SIEGFRIED

Mario Caserini

Sog.: dall’omonimo dramma musicale di Richard Wagner. Scen.: Arrigo Frusta. F.: Giuseppe Angelo Scalenghe. Int.: Dario Silvestri (Siegfried), Fernanda Negri- Pouget (Krimhilde), Antonietta Calderari (Brunehilde), Mario Voller Buzzi (il Bardo), Mario Granata (Gunther), Serafino Vité (Hogen), Vitale De Stefano, Carlo Campogalliani, Giuseppina Ronco, Franz Sala. Prod.: S.A. Ambrosio 35mm. L.: 708 m. D.: 34’ a 18 f/s. Tinted.

info_outline
T. it.: Italian title. T. int.: International title. T. alt.: Alternative title. Sog.: Story. Scen.: Screenplay. F.: Cinematography. M.: Editing. Scgf.: Set Design. Mus.: Music. Int.: Cast. Prod.: Production Company. L.: Length. D.: Running Time. f/s: Frames per second. Bn.: Black e White. Col.: Color. Da: Print source

Film Notes

Waiting for the following year’s Richard Wagner anniversary, Ambrosio planned to make films based on his opera in the spring of 1912. The plan resulted in two films: Parsifal and Siegfried, both directed by Mario Caserini, scripted by Arrigo Frusta and shot by Giuseppe Angelo Scalenghe. Both films share the outstanding visual aesthetics in which the actors stop and move geometrically in depth of field images.

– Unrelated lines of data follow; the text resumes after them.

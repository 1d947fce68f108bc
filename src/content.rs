//! Challenge and map descriptors plus the content source they load from.
//!
//! Both formats are JSON. Field names match the authored assets, which use
//! camelCase throughout.

use std::collections::HashMap;
use std::path::PathBuf;

use log::warn;
use serde::{Deserialize, Serialize};

/// Polar placement of a target relative to the previous one (the pole).
/// `phi` is authored in degrees, clockwise, with zero pointing left of
/// the pole; the loader adds the half turn before rotating.
#[derive(Debug, Clone, Copy, Default, PartialEq, Serialize, Deserialize)]
pub struct PolarCoords {
    pub rho: f32,
    pub phi: f32,
}

#[derive(Debug, Clone, Copy, Default, PartialEq, Serialize, Deserialize)]
#[serde(rename_all = "camelCase", default)]
pub struct SwingConfig {
    pub enabled: bool,
    pub min_radius: f32,
    pub max_radius: f32,
    pub swinging_speed: f32,
    pub swing_duration: f32,
    pub pause_duration: f32,
}

#[derive(Debug, Clone, Copy, Default, PartialEq, Serialize, Deserialize)]
#[serde(rename_all = "camelCase", default)]
pub struct AccelerationConfig {
    pub enabled: bool,
    pub max_speed: f32,
    pub acceleration: f32,
    pub bounce: bool,
}

#[derive(Debug, Clone, Copy, Default, PartialEq, Serialize, Deserialize)]
#[serde(rename_all = "camelCase", default)]
pub struct SpeedConfig {
    pub initial_speed: f32,
    pub clockwise: bool,
    pub acceleration_config: AccelerationConfig,
}

/// One ring of moons around a planet.
#[derive(Debug, Clone, Default, PartialEq, Serialize, Deserialize)]
#[serde(rename_all = "camelCase", default)]
pub struct PlanetConfig {
    pub radius: f32,
    pub moon_key_list: Vec<String>,
    pub swing_config: SwingConfig,
    pub speed_config: SpeedConfig,
}

/// How moons leave a completed challenge.
#[derive(Debug, Clone, Copy, Default, PartialEq, Serialize, Deserialize)]
#[serde(rename_all = "camelCase", default)]
pub struct FleeConfig {
    pub flee_speed: f32,
    pub shrink_time: f32,
}

/// A single challenge: target placement, flee behavior, planets.
#[derive(Debug, Clone, Default, PartialEq, Serialize, Deserialize)]
#[serde(rename_all = "camelCase", default)]
pub struct ChallengeConfig {
    pub polar_coords: PolarCoords,
    pub flee_config: FleeConfig,
    pub planet_config_list: Vec<PlanetConfig>,
}

/// One level of the map: a debug id, the level target's placement, and the
/// ordered challenge names that make up the level.
#[derive(Debug, Clone, Default, PartialEq, Serialize, Deserialize)]
#[serde(rename_all = "camelCase", default)]
pub struct LevelConfig {
    pub level_debug_id: i32,
    pub polar_coords: PolarCoords,
    pub challenge_filename_list: Vec<String>,
}

#[derive(Debug, Clone, Default, PartialEq, Serialize, Deserialize)]
#[serde(rename_all = "camelCase", default)]
pub struct MapConfig {
    pub level_config_list: Vec<LevelConfig>,
}

impl MapConfig {
    pub fn level_count(&self) -> usize {
        self.level_config_list.len()
    }

    /// Levels are numbered from 1.
    pub fn level(&self, number: usize) -> Option<&LevelConfig> {
        if number == 0 {
            return None;
        }
        self.level_config_list.get(number - 1)
    }
}

/// Where challenge descriptors come from. A missing entry is a valid
/// outcome: the manager skips unknown names and keeps streaming.
pub trait ContentSource {
    fn load_map(&self) -> Option<MapConfig>;
    fn load_challenge(&self, name: &str) -> Option<ChallengeConfig>;
}

/// In-memory content, used by tests and the demo binary.
#[derive(Debug, Default)]
pub struct MemoryContent {
    map: MapConfig,
    challenges: HashMap<String, ChallengeConfig>,
}

impl MemoryContent {
    pub fn new(map: MapConfig) -> Self {
        Self {
            map,
            challenges: HashMap::new(),
        }
    }

    pub fn insert(&mut self, name: impl Into<String>, config: ChallengeConfig) {
        self.challenges.insert(name.into(), config);
    }
}

impl ContentSource for MemoryContent {
    fn load_map(&self) -> Option<MapConfig> {
        Some(self.map.clone())
    }

    fn load_challenge(&self, name: &str) -> Option<ChallengeConfig> {
        self.challenges.get(name).cloned()
    }
}

/// Content read from a directory of JSON files, one file per descriptor.
#[derive(Debug)]
pub struct FsContent {
    root: PathBuf,
    map_name: String,
}

impl FsContent {
    pub fn new(root: impl Into<PathBuf>) -> Self {
        Self {
            root: root.into(),
            map_name: "MapConfig".to_string(),
        }
    }

    fn load_json<T: for<'de> Deserialize<'de>>(&self, name: &str) -> Option<T> {
        let path = self.root.join(format!("{name}.json"));
        let text = std::fs::read_to_string(&path).ok()?;
        match serde_json::from_str(&text) {
            Ok(value) => Some(value),
            Err(err) => {
                warn!("can't parse {}: {err}", path.display());
                None
            }
        }
    }
}

impl ContentSource for FsContent {
    fn load_map(&self) -> Option<MapConfig> {
        self.load_json(&self.map_name)
    }

    fn load_challenge(&self, name: &str) -> Option<ChallengeConfig> {
        self.load_json(name)
    }
}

The quasi-formalist beauty most famously seen in Caserini’s Ma l’amor mio non muore! (1913) is prefigured in these Wagner films. However, after being released, the difficulty of making a film based on Wagner’s oeuvre was discussed everywhere. A Japanese critic wrote: “This was adapted from Der Ring des Nibelungen by Richard Wagner, a great man of the art world who shined in the 19th century. It is very far from the original. Because this is a film, we should overlook this change. The nymphs singing on the bank of the luminous Rhine. Kriemhild with her beautiful blond hair swinging her sword… It’s an elegantly glossy film.” (“Kinema Record”, November 1914).